Date of Award

2015

Degree Type

Thesis

Degree Name

Master of Science in Nutrition and Food Science

Department

Nutrition and Food Sciences

First Advisor

Geoffrey Greene

Abstract

Background: Fiber intake has been shown to be higher in normal weight children compared to overweight and obese children. However, the effect of family-based interventions have been inconclusive.

Objective: To determine if a family-based weight management intervention, which has been successful at lowering BMI Z-score, has an effect on energy adjusted dietary fiber intake and other markers of dietary quality.

Methods: Sixty-six children ages 6-11 and their guardians participated in a 16 week nutrition and physical activity intervention. Guardians and children completed a food frequency questionnaire (FFQ) during the first and last sessions. The FFQ provided information about fiber, macronutrients and micronutrients.

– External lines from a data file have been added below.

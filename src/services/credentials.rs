//! Credential Service
//!
//! 비밀번호 해시 (bcrypt) 와 bearer token 서명 (HS256 JWT).
//!
//! # Interview Q&A
//!
//! Q: bcrypt 를 spawn_blocking 에서 실행하는 이유는?
//! A: cost 12 기준 해시 한 번에 수백 ms 소요
//!    - async worker thread 에서 실행하면 다른 요청이 멈춤
//!    - blocking pool 로 넘겨서 runtime 보호
//!
//! Q: token 에 무엇을 담는가?
//! A: user_id, iat, exp (7일). 서버 측 세션 저장 없음

use anyhow::{Context, Result};
use chrono::{Duration, Utc};
use jsonwebtoken::{decode, encode, Algorithm, DecodingKey, EncodingKey, Header, Validation};
use serde::{Deserialize, Serialize};

use crate::types::UserId;

/// Token 유효 기간 (일)
pub const TOKEN_TTL_DAYS: i64 = 7;

/// JWT claims
#[derive(Debug, Clone, Serialize, Deserialize)]
pub struct Claims {
    pub user_id: UserId,
    /// 만료 시각 (unix timestamp)
    pub exp: i64,
    /// 발급 시각 (unix timestamp)
    pub iat: i64,
}

impl Claims {
    /// `issued_at` 기준 7일 후 만료
    pub fn new(user_id: UserId, issued_at: chrono::DateTime<Utc>) -> Self {
        Self {
            user_id,
            exp: (issued_at + Duration::days(TOKEN_TTL_DAYS)).timestamp(),
            iat: issued_at.timestamp(),
        }
    }
}

/// 비밀번호 해시 + token 발급/검증
pub struct CredentialService {
    encoding_key: EncodingKey,
    decoding_key: DecodingKey,
    bcrypt_cost: u32,
}

impl CredentialService {
    pub fn new(secret: &str, bcrypt_cost: u32) -> Self {
        Self {
            encoding_key: EncodingKey::from_secret(secret.as_bytes()),
            decoding_key: DecodingKey::from_secret(secret.as_bytes()),
            bcrypt_cost,
        }
    }

    /// salt 포함 bcrypt 해시 생성
    pub async fn hash_password(&self, plaintext: &str) -> Result<String> {
        let plaintext = plaintext.to_string();
        let cost = self.bcrypt_cost;

        let hash = tokio::task::spawn_blocking(move || bcrypt::hash(plaintext, cost))
            .await
            .context("password hashing task failed")?
            .context("failed to hash password")?;

        Ok(hash)
    }

    /// 비밀번호 검증
    ///
    /// 틀린 비밀번호, 손상된 해시 모두 false (에러로 올리지 않음)
    pub async fn verify_password(&self, plaintext: &str, hash: &str) -> bool {
        let plaintext = plaintext.to_string();
        let hash = hash.to_string();

        match tokio::task::spawn_blocking(move || bcrypt::verify(plaintext, &hash)).await {
            Ok(Ok(matches)) => matches,
            Ok(Err(e)) => {
                tracing::warn!("Stored password hash could not be verified: {}", e);
                false
            }
            Err(e) => {
                tracing::error!("Password verification task failed: {}", e);
                false
            }
        }
    }

    /// 7일 유효한 bearer token 발급
    pub fn issue_token(&self, user_id: UserId) -> Result<String> {
        self.sign(&Claims::new(user_id, Utc::now()))
    }

    fn sign(&self, claims: &Claims) -> Result<String> {
        encode(&Header::new(Algorithm::HS256), claims, &self.encoding_key)
            .context("failed to sign token")
    }

    /// 서명, 만료, 형식 검증 후 user id 반환
    pub fn verify_token(&self, token: &str) -> Result<UserId> {
        let data = decode::<Claims>(token, &self.decoding_key, &Validation::new(Algorithm::HS256))
            .context("token rejected")?;
        Ok(data.claims.user_id)
    }
}
//! Authentication Endpoints
//!
//! # Interview Q&A
//!
//! Q: 로그인 실패 시 "이메일 없음" 과 "비밀번호 틀림" 을 구분하지 않는 이유는?
//! A: 계정 존재 여부 노출 (user enumeration) 방지
//!    - 둘 다 401 "Invalid credentials"
//!    - 로그에는 debug 레벨로 원인 기록
//!
//! Q: 회원가입 직후 token 을 바로 발급하는 이유는?
//! A: 가입 후 별도 로그인 요청 없이 바로 API 사용 가능

use axum::{extract::State, http::StatusCode, Extension, Json};
use serde::{Deserialize, Serialize};

use crate::{
    db::{NewUser, User},
    error::ApiError,
    middleware::AuthUser,
    AppState,
};

use super::{
    extract::ValidJson,
    validation::{is_valid_email, normalize_email, optional_text, required, MIN_PASSWORD_LEN},
};

// ============ Request/Response Types ============

/// 회원가입 요청
#[derive(Deserialize)]
pub struct RegisterRequest {
    pub email: String,
    pub password: String,
    pub name: String,
    pub phone: Option<String>,
}

/// 로그인 요청
#[derive(Deserialize)]
pub struct LoginRequest {
    pub email: String,
    pub password: String,
}

/// token + 사용자 정보 (password_hash 제외)
#[derive(Serialize)]
pub struct AuthResponse {
    pub token: String,
    pub user: User,
}

// ============ Handlers ============

/// POST /api/v1/auth/register
///
/// # Flow
///
/// 1. 이메일 형식, 비밀번호 길이 (6자 이상), 이름 검증
/// 2. 이메일 중복 확인 → 409
/// 3. bcrypt 해시 (blocking pool)
/// 4. 사용자 저장 후 token 발급
pub async fn register(
    State(state): State<AppState>,
    ValidJson(req): ValidJson<RegisterRequest>,
) -> Result<(StatusCode, Json<AuthResponse>), ApiError> {
    let email = normalize_email(&req.email);
    if !is_valid_email(&email) {
        return Err(ApiError::ValidationError("Invalid email address".to_string()));
    }
    if req.password.chars().count() < MIN_PASSWORD_LEN {
        return Err(ApiError::ValidationError(format!(
            "Password must be at least {MIN_PASSWORD_LEN} characters"
        )));
    }
    let name = required(&req.name, "name")?;

    if state.db.find_user_by_email(&email).await?.is_some() {
        return Err(ApiError::Conflict("User already exists".to_string()));
    }

    let password_hash = state.credentials.hash_password(&req.password).await?;

    // 동시 가입 경쟁은 unique 제약으로 잡힘
    let user = state
        .db
        .insert_user(&NewUser {
            email,
            password_hash,
            name,
            phone: optional_text(req.phone),
        })
        .await
        .map_err(|e| ApiError::conflict_or_database(e, "User already exists"))?;

    let token = state.credentials.issue_token(user.id)?;
    tracing::info!(user_id = user.id.0, "User registered");

    Ok((StatusCode::CREATED, Json(AuthResponse { token, user })))
}

/// POST /api/v1/auth/login
///
/// 없는 이메일과 틀린 비밀번호 모두 동일한 401 "Invalid credentials"
pub async fn login(
    State(state): State<AppState>,
    ValidJson(req): ValidJson<LoginRequest>,
) -> Result<Json<AuthResponse>, ApiError> {
    let email = normalize_email(&req.email);
    if email.is_empty() || req.password.is_empty() {
        return Err(ApiError::ValidationError(
            "Email and password are required".to_string(),
        ));
    }

    let Some(user) = state.db.find_user_by_email(&email).await? else {
        tracing::debug!("Login failed: unknown email");
        return Err(ApiError::InvalidCredentials);
    };

    if !state
        .credentials
        .verify_password(&req.password, &user.password_hash)
        .await
    {
        tracing::debug!(user_id = user.id.0, "Login failed: wrong password");
        return Err(ApiError::InvalidCredentials);
    }

    let token = state.credentials.issue_token(user.id)?;
    tracing::info!(user_id = user.id.0, "User logged in");

    Ok(Json(AuthResponse { token, user }))
}

/// GET /api/v1/auth/me
pub async fn me(
    State(state): State<AppState>,
    Extension(AuthUser(user_id)): Extension<AuthUser>,
) -> Result<Json<User>, ApiError> {
    let user = state
        .db
        .find_user_by_id(user_id)
        .await?
        .ok_or(ApiError::NotFound("User"))?;

    Ok(Json(user))
}
//! Recursive branch carving: a spawn room plus trees of hallway/room pairs.

use rand_chacha::ChaCha8Rng;
use rand_chacha::rand_core::SeedableRng;
use tracing::{debug, trace};

use crate::grid::TileGrid;
use crate::spatial::is_square_empty;
use crate::types::{Direction, TileKind};

use super::config::{ConfigError, DungeonConfig};
use super::furnish::RoomFurnisher;
use super::model::{Dungeon, GenerationReport};
use super::random::{pick, uniform_inclusive};
use super::room::{RoomRect, plan_branch};

pub struct DungeonGenerator {
    config: DungeonConfig,
    rng: ChaCha8Rng,
    furnisher: RoomFurnisher,
    report: GenerationReport,
}

impl DungeonGenerator {
    pub fn new(config: DungeonConfig, rng: ChaCha8Rng) -> Result<Self, ConfigError> {
        config.validate()?;
        let furnisher = RoomFurnisher::new(config.max_enemy_spawns_per_room);
        Ok(Self { config, rng, furnisher, report: GenerationReport::default() })
    }

    pub fn from_seed(config: DungeonConfig, seed: u64) -> Result<Self, ConfigError> {
        Self::new(config, ChaCha8Rng::seed_from_u64(seed))
    }

    pub fn config(&self) -> &DungeonConfig {
        &self.config
    }

    /// Counters accumulated since the last call to [`DungeonGenerator::generate`].
    pub fn report(&self) -> GenerationReport {
        self.report
    }

    pub fn generate(&mut self) -> Dungeon {
        self.report = GenerationReport::default();
        let mut grid = TileGrid::new(self.config.width, self.config.height, self.config.tile_size);

        let spawn_room = self.config.spawn_room;
        grid.fill_rect(
            TileKind::Floor,
            spawn_room.x,
            spawn_room.y,
            spawn_room.width,
            spawn_room.height,
        );
        let player_spawn = spawn_room.center();
        grid.set(player_spawn.x, player_spawn.y, TileKind::PlayerSpawn);

        for pass in 0..self.config.branch_passes {
            let last_room = self.carve_branch(&mut grid, spawn_room, self.config.branch_depth);
            trace!(pass, ?last_room, "branch pass finished");
        }

        debug!(
            rooms = self.report.rooms_carved,
            calls = self.report.branch_calls,
            edge_terminations = self.report.edge_terminations,
            collision_retries = self.report.collision_retries,
            "dungeon generated"
        );
        Dungeon { grid, player_spawn, report: self.report }
    }

    /// Grows one branch out of `room` and returns the room the main line ended in.
    ///
    /// A candidate that leaves the map ends the branch at `room`. A candidate
    /// that overlaps carved tiles retries from the same `room` with one less
    /// depth. After a commit the new room seeds a side branch (its end is
    /// dropped) and then the main line, whose end is returned.
    ///
    /// Retries and the main line continue in place; only side branches recurse,
    /// and each of those starts from a freshly carved room.
    pub fn carve_branch(
        &mut self,
        grid: &mut TileGrid,
        mut room: RoomRect,
        mut depth: u32,
    ) -> RoomRect {
        loop {
            self.report.branch_calls += 1;
            if depth == 0 {
                return room;
            }

            let direction = pick(&mut self.rng, &Direction::ALL);
            let max_side_depth = self.config.max_side_branch_depth as usize;
            let side_depth = uniform_inclusive(&mut self.rng, 0, max_side_depth) as u32;

            let plan = plan_branch(
                room,
                direction,
                self.config.hallway_width,
                self.config.hallway_length,
                self.config.room_size(),
            );
            let (Some(hallway), Some(next_room)) =
                (plan.hallway.on_grid(grid), plan.room.on_grid(grid))
            else {
                self.report.edge_terminations += 1;
                trace!(?room, ?direction, depth, "branch reached the map edge");
                return room;
            };

            depth -= 1;
            if !is_empty(grid, hallway) || !is_empty(grid, next_room) {
                self.report.collision_retries += 1;
                trace!(?room, ?direction, depth, "branch collided, retrying with less depth");
                continue;
            }

            fill(grid, hallway);
            fill(grid, next_room);
            self.report.rooms_carved += 1;
            debug!(?direction, x = next_room.x, y = next_room.y, depth, side_depth, "carved room");

            let draws = self.furnisher.furnish(grid, next_room, &mut self.rng);
            self.report.spawn_draws += draws as u64;

            let _side_end = self.carve_branch(grid, next_room, side_depth);
            room = next_room;
        }
    }
}

fn is_empty(grid: &TileGrid, rect: RoomRect) -> bool {
    is_square_empty(grid, rect.x, rect.y, rect.width, rect.height)
}

fn fill(grid: &mut TileGrid, rect: RoomRect) {
    grid.fill_rect(TileKind::Floor, rect.x, rect.y, rect.width, rect.height);
}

Results: Children increased fiber from 8.65±2.00g/1000kcal to 9.48±2.26g/1000kcal (p<0.001). Energy decreased from 2122.77±506.13kcals to 1889.86±425.58kcals (p<0.001).BMI Z-score decreased from 2.06±0.40 to 1.99±0.40 (p=0.003). Iron decreased from 15.18±4.06mg to 13.92±3.85mg (p=0.014), sodium decreased from 2638.38±677.93mg to 2330.14±521.85mg (p<0.001), and saturated fat decreased from 10.34±1.64% to 9.96±1.69%.

Conclusion: The intervention was associated with an increase in fiber density and a reduction in energy intake, which was reflected in a decrease in BMI Z-score, without compromising micronutrient intake.